The Snake Man (Khmer: ពស់កេងកង; Puos Keng Kang; Thai: งูเก็งกอง; rtgs: Ngu-kengkong) is a 1970 Cambodian drama horror film based on a Cambodian myth about a snake goddess, starring the most well-known Khmer actress of the era, Dy Saveth and Chea Yuthorn, who became popular in Thailand after the film's release. The film was directed by a Chinese Cambodian director, Tea Lim Koun who experienced unprecedented success as a result of the film and is known today as one of the fathers of Khmer Cinema.

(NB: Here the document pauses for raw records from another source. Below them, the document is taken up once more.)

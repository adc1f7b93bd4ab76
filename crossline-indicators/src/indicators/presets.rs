//! Named crossover presets with fixed, well-known parameters.

use ndarray::Array1;

use crate::core::{Indicator, IndicatorResult};
use crate::indicators::crossover::MovingAverageCrossover;
use crate::series::SeriesInput;
use crate::spec::{ComponentSpec, IndicatorKind};

/// The classic 50/200 simple-moving-average crossover.
///
/// Zero-parameter wrapper around [`MovingAverageCrossover`]: the first
/// component is a 50-period SMA, the second a 200-period SMA. The input must
/// therefore hold at least 200 samples.
#[derive(Debug, Clone, PartialEq)]
pub struct Sma50CrossSma200 {
    inner: MovingAverageCrossover,
}

impl Sma50CrossSma200 {
    /// Builds the preset signal over the given input series.
    pub fn new(data: impl Into<SeriesInput>) -> IndicatorResult<Self> {
        let inner = MovingAverageCrossover::new(
            data,
            ComponentSpec::with_window(IndicatorKind::SimpleMovingAverage, 50),
            ComponentSpec::with_window(IndicatorKind::SimpleMovingAverage, 200),
        )?;
        Ok(Self { inner })
    }
}

impl Indicator for Sma50CrossSma200 {
    fn output(&self) -> &Array1<f64> {
        self.inner.output()
    }
}

#[cfg(test)]
mod tests {
    use super::Sma50CrossSma200;
    use crate::core::{Indicator, IndicatorError};

    #[test]
    fn requires_at_least_two_hundred_samples() {
        let err = Sma50CrossSma200::new(vec![1.0; 100]).unwrap_err();
        assert_eq!(
            err,
            IndicatorError::WindowTooLarge {
                window: 200,
                len: 100
            }
        );
    }

    #[test]
    fn warmup_region_covers_the_longer_window() {
        // A sawtooth long enough for both components.
        let data: Vec<f64> = (0..400)
            .map(|index| if index % 2 == 0 { 1.0 } else { 2.0 })
            .collect();
        let preset = Sma50CrossSma200::new(data).unwrap();
        let signal = preset.to_vec();
        assert_eq!(signal.len(), 400);
        assert!(signal[..200].iter().all(|&value| value == 0.0));
    }
}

The film was an enormous commercial success in Cambodia and had been released at worldwide box offices, with also much success in neighboring Thailand, which brought back an extremely better result of grossing revenue. The film then noticed one of the biggest box-office hits in Southeast Asia at the time, holding today as Khmer Classic films for decades.
As reported by Thailand’s Krung Thep Turakij newspaper, The Snake Man is a Khmer film awarded at the 19th Asian Movie Awards in Singapore in 1972 where it received 6 golden awards including Best Director and Best Actress.
The film begins following the life of Neang Nhi, a Cambodian woman. Nhi is married to her husband Minom. Nhi and Minom have a young daughter. One day, Minom leaves town for work, leaving his daughter and wife at home. He tells their daughter that he will return home soon.